• Exercise brief: Look through the lines below and copy each one that includes "return".

[[ Exercise input, beginning ]]

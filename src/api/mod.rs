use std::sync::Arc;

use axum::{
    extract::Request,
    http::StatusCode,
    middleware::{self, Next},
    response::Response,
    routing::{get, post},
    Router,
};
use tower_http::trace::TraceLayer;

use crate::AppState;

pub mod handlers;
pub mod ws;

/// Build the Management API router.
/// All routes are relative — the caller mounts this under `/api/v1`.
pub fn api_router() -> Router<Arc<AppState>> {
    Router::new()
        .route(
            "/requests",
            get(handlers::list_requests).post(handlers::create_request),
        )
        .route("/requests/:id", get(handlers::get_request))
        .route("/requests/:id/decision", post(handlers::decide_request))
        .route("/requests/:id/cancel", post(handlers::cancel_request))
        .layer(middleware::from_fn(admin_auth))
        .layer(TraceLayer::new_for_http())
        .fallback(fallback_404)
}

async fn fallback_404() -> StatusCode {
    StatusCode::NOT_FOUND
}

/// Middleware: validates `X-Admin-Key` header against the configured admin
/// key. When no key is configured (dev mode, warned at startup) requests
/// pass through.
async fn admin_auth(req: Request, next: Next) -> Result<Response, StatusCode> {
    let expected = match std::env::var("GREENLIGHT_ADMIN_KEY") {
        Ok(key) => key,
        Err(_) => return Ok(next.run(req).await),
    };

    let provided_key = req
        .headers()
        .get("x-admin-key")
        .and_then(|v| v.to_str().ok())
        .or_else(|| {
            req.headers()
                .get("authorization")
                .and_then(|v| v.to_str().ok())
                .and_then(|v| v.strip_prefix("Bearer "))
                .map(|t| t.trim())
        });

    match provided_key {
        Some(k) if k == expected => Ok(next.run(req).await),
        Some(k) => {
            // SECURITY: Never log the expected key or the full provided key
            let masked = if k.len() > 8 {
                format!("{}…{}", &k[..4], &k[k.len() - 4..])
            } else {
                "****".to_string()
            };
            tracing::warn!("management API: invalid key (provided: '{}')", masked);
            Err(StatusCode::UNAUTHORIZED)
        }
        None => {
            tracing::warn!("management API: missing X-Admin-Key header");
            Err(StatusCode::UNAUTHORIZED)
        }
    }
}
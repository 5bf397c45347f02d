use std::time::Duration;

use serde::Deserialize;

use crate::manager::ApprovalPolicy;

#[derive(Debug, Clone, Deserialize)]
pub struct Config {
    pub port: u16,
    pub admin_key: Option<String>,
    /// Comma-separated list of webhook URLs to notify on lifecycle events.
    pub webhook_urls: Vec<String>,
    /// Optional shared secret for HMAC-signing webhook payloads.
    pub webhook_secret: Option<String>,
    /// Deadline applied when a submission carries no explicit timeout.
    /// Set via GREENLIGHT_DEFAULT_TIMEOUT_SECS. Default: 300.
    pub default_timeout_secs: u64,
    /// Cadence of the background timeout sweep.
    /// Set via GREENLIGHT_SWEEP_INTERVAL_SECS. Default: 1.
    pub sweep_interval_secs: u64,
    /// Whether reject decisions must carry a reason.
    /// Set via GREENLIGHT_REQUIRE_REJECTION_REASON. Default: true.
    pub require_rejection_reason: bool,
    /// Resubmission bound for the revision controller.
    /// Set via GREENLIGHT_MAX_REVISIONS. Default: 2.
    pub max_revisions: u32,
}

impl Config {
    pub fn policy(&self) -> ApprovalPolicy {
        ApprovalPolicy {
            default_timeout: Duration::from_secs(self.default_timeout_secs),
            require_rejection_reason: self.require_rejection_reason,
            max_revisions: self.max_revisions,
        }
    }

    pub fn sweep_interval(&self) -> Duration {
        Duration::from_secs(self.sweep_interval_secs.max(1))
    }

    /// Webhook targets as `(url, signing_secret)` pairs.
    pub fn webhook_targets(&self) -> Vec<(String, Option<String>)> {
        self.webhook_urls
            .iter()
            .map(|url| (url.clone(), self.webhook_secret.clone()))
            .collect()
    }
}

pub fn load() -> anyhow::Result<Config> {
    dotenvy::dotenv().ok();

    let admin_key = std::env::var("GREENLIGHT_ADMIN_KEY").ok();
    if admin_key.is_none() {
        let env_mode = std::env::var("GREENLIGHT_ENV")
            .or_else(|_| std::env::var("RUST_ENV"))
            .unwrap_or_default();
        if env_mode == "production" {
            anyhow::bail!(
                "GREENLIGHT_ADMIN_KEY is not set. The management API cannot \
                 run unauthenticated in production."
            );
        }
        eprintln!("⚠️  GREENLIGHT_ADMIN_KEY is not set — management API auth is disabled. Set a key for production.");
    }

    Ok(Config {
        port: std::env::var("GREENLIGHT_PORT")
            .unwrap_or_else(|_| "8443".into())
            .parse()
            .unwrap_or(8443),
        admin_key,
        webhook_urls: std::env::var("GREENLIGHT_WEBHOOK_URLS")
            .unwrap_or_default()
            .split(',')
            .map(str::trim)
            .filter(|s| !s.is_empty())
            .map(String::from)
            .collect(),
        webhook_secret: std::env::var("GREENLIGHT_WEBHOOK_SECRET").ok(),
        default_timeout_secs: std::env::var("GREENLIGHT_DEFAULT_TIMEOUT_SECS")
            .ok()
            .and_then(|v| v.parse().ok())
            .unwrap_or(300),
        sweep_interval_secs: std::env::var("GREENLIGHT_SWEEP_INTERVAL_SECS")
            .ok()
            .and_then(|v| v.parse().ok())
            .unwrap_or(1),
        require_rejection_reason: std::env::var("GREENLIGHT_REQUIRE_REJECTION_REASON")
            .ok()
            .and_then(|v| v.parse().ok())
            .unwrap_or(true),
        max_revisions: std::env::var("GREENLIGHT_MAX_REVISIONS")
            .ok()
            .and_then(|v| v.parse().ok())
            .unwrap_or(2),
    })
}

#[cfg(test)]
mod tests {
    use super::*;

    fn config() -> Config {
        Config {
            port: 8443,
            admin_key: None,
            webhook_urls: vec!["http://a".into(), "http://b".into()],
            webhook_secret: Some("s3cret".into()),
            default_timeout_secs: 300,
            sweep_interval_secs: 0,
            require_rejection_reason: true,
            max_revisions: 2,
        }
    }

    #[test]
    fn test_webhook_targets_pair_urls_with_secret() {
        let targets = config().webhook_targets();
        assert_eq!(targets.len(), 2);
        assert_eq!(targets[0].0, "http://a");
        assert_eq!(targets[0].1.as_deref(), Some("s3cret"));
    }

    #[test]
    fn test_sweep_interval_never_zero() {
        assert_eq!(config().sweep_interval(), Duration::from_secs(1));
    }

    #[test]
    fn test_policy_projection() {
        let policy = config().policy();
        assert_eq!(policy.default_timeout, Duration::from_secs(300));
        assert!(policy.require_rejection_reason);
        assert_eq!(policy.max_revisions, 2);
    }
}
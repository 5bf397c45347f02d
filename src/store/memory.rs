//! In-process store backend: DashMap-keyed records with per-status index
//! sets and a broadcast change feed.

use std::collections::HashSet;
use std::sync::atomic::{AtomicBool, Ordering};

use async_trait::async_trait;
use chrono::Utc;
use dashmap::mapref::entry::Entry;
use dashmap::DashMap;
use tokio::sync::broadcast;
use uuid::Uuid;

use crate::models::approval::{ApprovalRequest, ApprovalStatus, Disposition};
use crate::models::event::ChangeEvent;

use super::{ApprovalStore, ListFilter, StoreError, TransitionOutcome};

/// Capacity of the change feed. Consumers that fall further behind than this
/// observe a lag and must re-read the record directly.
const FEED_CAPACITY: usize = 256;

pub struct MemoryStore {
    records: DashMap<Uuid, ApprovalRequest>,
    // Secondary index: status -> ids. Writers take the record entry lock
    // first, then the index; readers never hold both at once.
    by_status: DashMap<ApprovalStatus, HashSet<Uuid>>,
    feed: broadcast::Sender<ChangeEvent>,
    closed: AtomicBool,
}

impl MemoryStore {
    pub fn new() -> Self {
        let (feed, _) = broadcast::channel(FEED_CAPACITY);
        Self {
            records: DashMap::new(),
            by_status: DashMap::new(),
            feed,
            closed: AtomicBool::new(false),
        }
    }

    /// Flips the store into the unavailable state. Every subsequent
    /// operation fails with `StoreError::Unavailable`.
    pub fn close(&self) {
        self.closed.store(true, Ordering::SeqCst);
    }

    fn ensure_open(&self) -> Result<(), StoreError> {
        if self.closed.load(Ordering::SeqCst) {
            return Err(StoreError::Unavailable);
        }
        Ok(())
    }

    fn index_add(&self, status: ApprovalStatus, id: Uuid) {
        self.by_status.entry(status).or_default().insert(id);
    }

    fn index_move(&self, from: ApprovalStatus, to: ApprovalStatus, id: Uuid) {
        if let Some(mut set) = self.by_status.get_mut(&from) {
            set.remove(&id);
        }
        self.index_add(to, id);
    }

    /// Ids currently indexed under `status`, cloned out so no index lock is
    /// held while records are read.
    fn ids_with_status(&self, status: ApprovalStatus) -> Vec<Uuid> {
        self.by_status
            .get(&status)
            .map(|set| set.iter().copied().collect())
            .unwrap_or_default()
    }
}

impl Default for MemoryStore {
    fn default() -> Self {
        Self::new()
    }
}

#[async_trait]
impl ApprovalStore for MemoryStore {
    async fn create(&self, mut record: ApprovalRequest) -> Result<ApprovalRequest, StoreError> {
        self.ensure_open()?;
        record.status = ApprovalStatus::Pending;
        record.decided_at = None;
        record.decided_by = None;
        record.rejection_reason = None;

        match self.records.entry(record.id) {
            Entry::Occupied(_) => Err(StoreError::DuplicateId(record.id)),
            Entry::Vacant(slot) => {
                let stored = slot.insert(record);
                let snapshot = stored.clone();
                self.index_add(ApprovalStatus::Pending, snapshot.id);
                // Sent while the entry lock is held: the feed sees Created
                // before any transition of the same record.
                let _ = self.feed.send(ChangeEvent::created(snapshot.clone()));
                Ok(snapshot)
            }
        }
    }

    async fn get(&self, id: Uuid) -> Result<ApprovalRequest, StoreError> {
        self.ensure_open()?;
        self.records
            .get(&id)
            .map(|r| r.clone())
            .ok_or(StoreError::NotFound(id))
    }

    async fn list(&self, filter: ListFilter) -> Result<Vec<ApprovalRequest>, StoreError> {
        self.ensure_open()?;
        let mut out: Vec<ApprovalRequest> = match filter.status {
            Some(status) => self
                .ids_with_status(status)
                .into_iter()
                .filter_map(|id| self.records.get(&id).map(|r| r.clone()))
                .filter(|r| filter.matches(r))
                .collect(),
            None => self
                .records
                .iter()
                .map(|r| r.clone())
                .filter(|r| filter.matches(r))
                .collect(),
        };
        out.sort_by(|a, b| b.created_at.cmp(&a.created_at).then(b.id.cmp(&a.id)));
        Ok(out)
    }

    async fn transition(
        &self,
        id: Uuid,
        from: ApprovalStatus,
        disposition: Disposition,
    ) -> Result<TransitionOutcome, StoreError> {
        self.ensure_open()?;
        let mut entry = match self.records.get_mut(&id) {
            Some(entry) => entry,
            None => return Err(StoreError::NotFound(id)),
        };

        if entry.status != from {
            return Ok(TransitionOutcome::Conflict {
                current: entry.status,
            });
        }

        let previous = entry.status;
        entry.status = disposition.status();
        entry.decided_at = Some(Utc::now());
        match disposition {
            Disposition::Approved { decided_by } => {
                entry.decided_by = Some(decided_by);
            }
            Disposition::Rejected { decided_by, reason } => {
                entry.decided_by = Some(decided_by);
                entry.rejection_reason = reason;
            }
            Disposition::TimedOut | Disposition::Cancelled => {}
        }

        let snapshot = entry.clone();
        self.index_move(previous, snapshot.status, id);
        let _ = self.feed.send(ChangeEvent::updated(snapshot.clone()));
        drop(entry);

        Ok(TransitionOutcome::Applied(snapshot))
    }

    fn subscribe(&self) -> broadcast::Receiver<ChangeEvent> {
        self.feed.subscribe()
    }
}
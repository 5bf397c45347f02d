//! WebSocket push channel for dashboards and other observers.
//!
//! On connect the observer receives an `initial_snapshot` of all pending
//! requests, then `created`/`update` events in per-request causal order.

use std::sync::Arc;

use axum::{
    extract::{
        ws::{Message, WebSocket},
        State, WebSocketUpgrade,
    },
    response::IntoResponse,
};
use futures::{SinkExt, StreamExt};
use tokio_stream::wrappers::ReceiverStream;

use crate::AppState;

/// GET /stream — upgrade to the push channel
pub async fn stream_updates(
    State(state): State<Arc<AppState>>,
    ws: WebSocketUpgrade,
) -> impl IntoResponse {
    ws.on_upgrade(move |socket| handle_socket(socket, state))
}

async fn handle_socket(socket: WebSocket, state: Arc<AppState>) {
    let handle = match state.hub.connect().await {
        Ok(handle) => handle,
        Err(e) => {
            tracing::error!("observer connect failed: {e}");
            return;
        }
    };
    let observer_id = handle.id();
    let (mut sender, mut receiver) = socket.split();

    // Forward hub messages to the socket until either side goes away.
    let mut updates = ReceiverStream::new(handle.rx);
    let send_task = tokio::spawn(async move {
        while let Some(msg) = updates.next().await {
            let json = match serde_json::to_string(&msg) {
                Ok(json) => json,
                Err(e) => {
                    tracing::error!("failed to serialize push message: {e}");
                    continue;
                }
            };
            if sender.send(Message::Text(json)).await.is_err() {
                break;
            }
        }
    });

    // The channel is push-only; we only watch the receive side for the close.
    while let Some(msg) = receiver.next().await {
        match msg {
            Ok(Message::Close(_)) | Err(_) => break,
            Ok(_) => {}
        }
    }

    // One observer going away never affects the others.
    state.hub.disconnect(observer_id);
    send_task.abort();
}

[[ Exercise input, end ]]

• Output:
        Err(_) => return Ok(next.run(req).await),
            return Err(StoreError::Unavailable);
            None => return Err(StoreError::NotFound(id)),
            return Ok(TransitionOutcome::Conflict {
            return;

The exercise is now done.